Shortly after we set up our Prometheus metrics system and actually had a flexible metrics system we could put things into, we started putting disk space usage information into it, giving us more fine grained data, more history (especially fine grained history, where we'd previously only had the past 24 hours), and the ability to put it into Grafana graphs on dashboards. Soon afterward it became obvious that sometimes the best way to expose information is through a command, so we wrote a command to dump out current disk usage information in a relatively primitive form.
Originally this 'getdiskusage' command produced quite raw output because it wasn't really intended for direct use. But over time, people (especially me) kept wanting more features and options and I never quite felt like writing some scripts to sit on top of it when I could just fiddle the code a bit more. Recently, I added some features and tipped myself over a critical edge, where it felt like I could easily re-do the old scripts to get their information from 'getdiskusage' instead of those frequently written files. One thing led to another and so now we have some new documentation and new (and revised) user-visible commands to go with it.
(The raw files were just lines of 'disk-space login', and this was pretty close to what getdiskusage produced already in some modes.)
However, despite replacing the commands, we haven't yet turned off the infrastructure on our fileservers that creates and updates those old disk usage files. Partly this is because I'd want to clean up all the existing generated files rather than leave them to become increasingly out of date, and that's a bit of a pain, and partly it's because of inertia.

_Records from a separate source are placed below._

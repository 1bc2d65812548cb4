//! Error types for the dataflow engine.
//!
//! Errors fall into three categories which determine how they are reported:
//! configuration errors abort graph construction or a component's current
//! operation, data errors are local to one push or pull, and I/O errors come
//! from files and sockets.

use std::fmt;
use thiserror::Error;

/// Coarse classification used as the `category` field in log events.
#[derive(Debug, Clone, Copy, PartialEq, Eq)]
pub enum ErrorCategory {
    Configuration,
    Data,
    Io,
}

impl fmt::Display for ErrorCategory {
    fn fmt(&self, f: &mut fmt::Formatter<'_>) -> fmt::Result {
        match self {
            ErrorCategory::Configuration => write!(f, "configuration"),
            ErrorCategory::Data => write!(f, "data"),
            ErrorCategory::Io => write!(f, "io"),
        }
    }
}

/// Errors raised while building or running a dataflow network.
#[derive(Error, Debug)]
pub enum DataflowError {
    // -- configuration --
    #[error("component {component}: missing attribute '{attribute}'")]
    MissingAttribute { component: String, attribute: String },

    #[error("component {component}: invalid attribute '{attribute}': {message}")]
    InvalidAttribute {
        component: String,
        attribute: String,
        message: String,
    },

    #[error("unknown component type '{0}'")]
    UnknownComponentType(String),

    #[error("unknown component '{0}'")]
    UnknownComponent(String),

    #[error("component {component} has no port '{port}'")]
    NoSuchPort { component: String, port: String },

    #[error("type mismatch on {port}: expected {expected}, found {found}")]
    TypeMismatch {
        port: String,
        expected: String,
        found: String,
    },

    #[error("cannot connect {from} to {to}: {message}")]
    ModeMismatch {
        from: String,
        to: String,
        message: String,
    },

    #[error("port {0} is already connected")]
    AlreadyConnected(String),

    // -- data --
    #[error("empty measurement")]
    EmptyMeasurement,

    #[error("port {0} is not connected")]
    NotConnected(String),

    #[error("no data: {0}")]
    NoData(String),

    #[error("too old: {0}")]
    TooOld(String),

    #[error("not enough data: {0}")]
    NotEnoughData(String),

    #[error("list size not 1 (got {0})")]
    ListSize(usize),

    #[error("Illegal number of correspondences: {0}")]
    IllegalCorrespondences(String),

    #[error("computation failed: {0}")]
    Compute(String),

    // -- I/O --
    #[error("IO error: {0}")]
    Io(#[from] std::io::Error),

    #[error("serialization error: {0}")]
    Serialization(String),

    #[error("network error: {0}")]
    Network(String),
}

impl DataflowError {
    pub fn category(&self) -> ErrorCategory {
        use DataflowError::*;
        match self {
            MissingAttribute { .. }
            | InvalidAttribute { .. }
            | UnknownComponentType(_)
            | UnknownComponent(_)
            | NoSuchPort { .. }
            | TypeMismatch { .. }
            | ModeMismatch { .. }
            | AlreadyConnected(_)
            | IllegalCorrespondences(_) => ErrorCategory::Configuration,
            EmptyMeasurement
            | NotConnected(_)
            | NoData(_)
            | TooOld(_)
            | NotEnoughData(_)
            | ListSize(_)
            | Compute(_) => ErrorCategory::Data,
            Io(_) | Serialization(_) | Network(_) => ErrorCategory::Io,
        }
    }

    pub fn invalid_attribute(
        component: impl Into<String>,
        attribute: impl Into<String>,
        message: impl fmt::Display,
    ) -> Self {
        DataflowError::InvalidAttribute {
            component: component.into(),
            attribute: attribute.into(),
            message: message.to_string(),
        }
    }
}

impl From<serde_json::Error> for DataflowError {
    fn from(err: serde_json::Error) -> Self {
        DataflowError::Serialization(err.to_string())
    }
}

/// Result type alias for dataflow operations.
pub type DataflowResult<T> = std::result::Result<T, DataflowError>;

#[cfg(test)]
mod tests {
    use super::*;

    #[test]
    fn test_error_display() {
        let err = DataflowError::ListSize(2);
        assert_eq!(err.to_string(), "list size not 1 (got 2)");

        let err = DataflowError::TooOld("buffered measurement too old".into());
        assert!(err.to_string().contains("too old"));
    }

    #[test]
    fn test_error_categories() {
        assert_eq!(
            DataflowError::EmptyMeasurement.category(),
            ErrorCategory::Data
        );
        assert_eq!(
            DataflowError::UnknownComponentType("Foo".into()).category(),
            ErrorCategory::Configuration
        );
        let io = std::io::Error::new(std::io::ErrorKind::NotFound, "gone");
        assert_eq!(DataflowError::from(io).category(), ErrorCategory::Io);
    }

    #[test]
    fn test_correspondence_message() {
        let err = DataflowError::IllegalCorrespondences("3 vs 4".into());
        assert!(err
            .to_string()
            .starts_with("Illegal number of correspondences"));
    }
}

Inertia is also a lot of why it took so long to replace the scripts. We've had the raw capability to replace them for roughly six years (since 'getdiskusage' was written, demonstrating that it was easily possible to extract the data from our metrics system in a usable form), and we'd said to each other that we wanted to do it for about that long, but it was always "someday". One reason for the inertia was that the existing old stuff worked fine, more or less, and also we didn't think very many people used it very often because it wasn't really documented or accessible. Perhaps another reason was that we weren't entirely sure we wanted to commit to the new system, or at least to exact form we first implemented our disk space metrics in.